Ich bin wesentlich schneller als er und bald ist er außer
Sichtweite. Nach ca. 10 km ein schönes Restaurant angesteuert,
Cafè con Leche, Croissant und Marmelade = € 2,50 (Bitte
nicht über meine einseitigen Frühstücksgewohnheiten
wundern,
etwas Herzhaftes gibt es in Spanien nicht zum Frühstück und von Brot haben sie leider auch keine Ahnung...)

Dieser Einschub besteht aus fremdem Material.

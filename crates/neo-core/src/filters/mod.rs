//! Filters for querying close approaches.
//!
//! A query is described by a [`FilterSet`]: an ordered list of [`Predicate`]s
//! combined with logical AND. Each predicate is usually an
//! [`AttributeFilter`], which pairs a [`Comparator`] and a reference value
//! with an [`Attribute`] that knows how to pull the compared value out of a
//! close approach.
//!
//! Filter sets are built from user criteria by [`create_filters`], or from
//! textual expressions such as `distance<=0.5` by [`parse_criterion`].

mod attribute;
mod criteria;
mod expression;

use std::fmt;

use crate::error::Result;
use crate::models::ApproachView;

pub use attribute::{
    ApproachDate, ApproachDistance, ApproachVelocity, Attribute, AttributeFilter, DiameterFilter,
    DistanceFilter, HazardousFilter, NeoDiameter, NeoHazardous, TimeFilter, VelocityFilter,
};
pub use criteria::{Criteria, create_filters};
pub use expression::parse_criterion;

/// Comparison applied between an extracted value and a reference value.
#[derive(Debug, Clone, Copy, PartialEq, Eq, Hash)]
pub enum Comparator {
    /// `extracted == reference`
    Eq,
    /// `extracted <= reference`
    Le,
    /// `extracted >= reference`
    Ge,
}

impl Comparator {
    /// Apply the comparison.
    ///
    /// Returns `None` when the values have no ordering (e.g. NaN).
    pub fn compare<T: PartialOrd + ?Sized>(self, lhs: &T, rhs: &T) -> Option<bool> {
        let ordering = lhs.partial_cmp(rhs)?;
        Some(match self {
            Self::Eq => ordering.is_eq(),
            Self::Le => ordering.is_le(),
            Self::Ge => ordering.is_ge(),
        })
    }

    /// Operator symbol, as accepted by [`parse_criterion`].
    #[must_use]
    pub fn symbol(self) -> &'static str {
        match self {
            Self::Eq => "==",
            Self::Le => "<=",
            Self::Ge => ">=",
        }
    }
}

impl fmt::Display for Comparator {
    fn fmt(&self, f: &mut fmt::Formatter<'_>) -> fmt::Result {
        match self {
            Self::Eq => write!(f, "eq"),
            Self::Le => write!(f, "le"),
            Self::Ge => write!(f, "ge"),
        }
    }
}

/// A boolean test over one close approach.
///
/// Evaluation is a pure read: it never mutates the approach or the predicate.
pub trait Predicate: fmt::Debug {
    /// Decide whether the approach satisfies this predicate.
    ///
    /// # Errors
    ///
    /// Returns an error when the attribute cannot be extracted or compared;
    /// see [`crate::Error`].
    fn evaluate(&self, view: &ApproachView<'_>) -> Result<bool>;
}

/// Ordered AND-combination of predicates.
///
/// An empty set matches every approach.
#[derive(Debug, Default)]
pub struct FilterSet {
    predicates: Vec<Box<dyn Predicate>>,
}

impl FilterSet {
    /// Create an empty filter set.
    #[must_use]
    pub fn new() -> Self {
        Self::default()
    }

    /// Append a predicate.
    pub fn push(&mut self, predicate: impl Predicate + 'static) {
        self.predicates.push(Box::new(predicate));
    }

    /// Append an already boxed predicate, e.g. one from [`parse_criterion`].
    pub fn push_boxed(&mut self, predicate: Box<dyn Predicate>) {
        self.predicates.push(predicate);
    }

    /// Combine with another set; the result requires both.
    #[must_use]
    pub fn and(mut self, other: FilterSet) -> Self {
        self.predicates.extend(other.predicates);
        self
    }

    /// Number of predicates.
    #[must_use]
    pub fn len(&self) -> usize {
        self.predicates.len()
    }

    /// Whether the set has no predicates.
    #[must_use]
    pub fn is_empty(&self) -> bool {
        self.predicates.is_empty()
    }

    /// Iterate over the predicates in order.
    pub fn iter(&self) -> impl Iterator<Item = &(dyn Predicate + 'static)> {
        self.predicates.iter().map(|predicate| &**predicate)
    }

    /// Check every predicate in order, stopping at the first that fails.
    ///
    /// # Errors
    ///
    /// Propagates the first evaluation error.
    pub fn matches(&self, view: &ApproachView<'_>) -> Result<bool> {
        for predicate in &self.predicates {
            if !predicate.evaluate(view)? {
                tracing::trace!(
                    designation = %view.approach.designation,
                    filter = ?predicate,
                    "approach rejected"
                );
                return Ok(false);
            }
        }
        Ok(true)
    }
}

impl Extend<Box<dyn Predicate>> for FilterSet {
    fn extend<I: IntoIterator<Item = Box<dyn Predicate>>>(&mut self, iter: I) {
        self.predicates.extend(iter);
    }
}

impl FromIterator<Box<dyn Predicate>> for FilterSet {
    fn from_iter<I: IntoIterator<Item = Box<dyn Predicate>>>(iter: I) -> Self {
        Self {
            predicates: iter.into_iter().collect(),
        }
    }
}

Rucksack neu justiert wegen meiner schmerzenden Fersen, würde leider am Ende auch nichts bringen. Ich raus aus
dem Restaurant und der coole Franzose kommt rein, buen Camino. Ich bin heute viel zu schnell unterwegs, trotzdem halten
sich meine Schmerzen in Grenzen. Nach 28 km in Villares de Orbigo noch eine Rast eingelegt mit Mineralwasser
und Banane. Was tun? Viel zu früh Quartier beziehen? Die nächste Herberge ist 10 km weiter. Nein, lieber viel zu
früh pausieren, meine dumme Aktion zwischen Roncesvalles und Pamplona ist noch zu frisch im Gedächnis.

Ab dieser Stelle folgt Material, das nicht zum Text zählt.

//! Output formatting for CLI commands.
//!
//! This module provides utilities for formatting command output in both
//! human-readable text format and JSON format for programmatic use.
//!
//! Submodules:
//! - `color`: Color and styling helpers
//! - `json`: JSON serialization for programmatic output

mod color;
mod json;

use neo_core::{CloseApproach, NearEarthObject, NeoDatabase};
use std::env;
use std::io::{self, Write};

use color::{colorize_hazard, dimmed, info, warning};
use json::{print_approaches_json, print_neo_json};

// ============================================================================
// Output Configuration
// ============================================================================

/// Configuration for output formatting.
#[derive(Debug, Clone, Copy, PartialEq, Eq)]
pub struct OutputConfig {
    /// Whether to use colors in output.
    pub use_colors: bool,
}

impl OutputConfig {
    /// Create a new `OutputConfig` with explicit values.
    #[must_use]
    pub fn new(use_colors: bool) -> Self {
        Self { use_colors }
    }

    /// Resolve color use from the configured preference and the environment.
    ///
    /// `NO_COLOR` (any value) disables colors regardless of the preference.
    #[must_use]
    pub fn resolve(colors_preferred: bool) -> Self {
        let no_color = env::var_os("NO_COLOR").is_some_and(|v| !v.is_empty());
        Self::new(colors_preferred && !no_color)
    }
}

/// Output mode for command results.
#[derive(Debug, Clone, Copy, PartialEq, Eq)]
pub enum OutputMode {
    /// Human-readable text
    Text,
    /// Pretty-printed JSON
    Json,
}

// ============================================================================
// Rendering
// ============================================================================

fn format_distance(distance: f64, config: &OutputConfig) -> String {
    format!("{distance:.2} {}", dimmed("au", config))
}

fn format_velocity(velocity: f64, config: &OutputConfig) -> String {
    format!("{velocity:.2} {}", dimmed("km/s", config))
}

fn format_diameter(diameter: Option<f64>, config: &OutputConfig) -> String {
    match diameter {
        Some(d) => format!("a diameter of {d:.3} {}", dimmed("km", config)),
        None => format!("an {} diameter", warning("unknown", config)),
    }
}

/// Render one close approach as a sentence.
#[must_use]
pub fn format_approach(
    approach: &CloseApproach,
    neo: Option<&NearEarthObject>,
    config: &OutputConfig,
) -> String {
    let name = neo.map_or_else(|| approach.designation.clone(), NearEarthObject::fullname);
    format!(
        "On {}, '{}' approaches Earth at a distance of {} and a velocity of {}.",
        approach.time_str(),
        info(&name, config),
        format_distance(approach.distance, config),
        format_velocity(approach.velocity, config)
    )
}

/// Render a NEO as a sentence.
#[must_use]
pub fn format_neo(neo: &NearEarthObject, config: &OutputConfig) -> String {
    format!(
        "NEO {} has {} and {} potentially hazardous.",
        info(&neo.fullname(), config),
        format_diameter(neo.diameter, config),
        colorize_hazard(neo.hazardous, config)
    )
}

/// Print query results.
pub fn print_approaches<W: Write>(
    out: &mut W,
    db: &NeoDatabase,
    approaches: &[&CloseApproach],
    mode: OutputMode,
    config: &OutputConfig,
) -> io::Result<()> {
    match mode {
        OutputMode::Json => print_approaches_json(out, db, approaches),
        OutputMode::Text => {
            if approaches.is_empty() {
                return writeln!(
                    out,
                    "{}",
                    warning("No close approaches match the given criteria.", config)
                );
            }
            for approach in approaches {
                writeln!(out, "{}", format_approach(approach, db.neo_of(approach), config))?;
            }
            Ok(())
        }
    }
}

/// Print a NEO and, when `verbose`, its close approaches.
pub fn print_neo<W: Write>(
    out: &mut W,
    db: &NeoDatabase,
    neo: &NearEarthObject,
    verbose: bool,
    mode: OutputMode,
    config: &OutputConfig,
) -> io::Result<()> {
    match mode {
        OutputMode::Json => print_neo_json(out, db, neo, verbose),
        OutputMode::Text => {
            writeln!(out, "{}", format_neo(neo, config))?;
            if verbose {
                for approach in db.approaches_of(neo) {
                    writeln!(out, "- {}", format_approach(approach, Some(neo), config))?;
                }
            }
            Ok(())
        }
    }
}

Morgen folgt ohnehin wieder eine längere Etappe (34 km mit Aufstieg von 800 auf 1.200m), ist gar nicht so verkehrt,
sich vorher zu schonen. In der privaten Herberge sitzen ziemlich viele lärmende Touristen, ich also wieder raus und
rüber zu der kirchlichen Herberge. Die Damen in Schwarz haben außer ihr Spanisch leider keinerlei Sprachkenntnisse,
so dass uns der Google Übersetzer helfen muss. Übernachtung
inkl. 3-Gänge-Menü, € 15,-. Na das soll mir was werden.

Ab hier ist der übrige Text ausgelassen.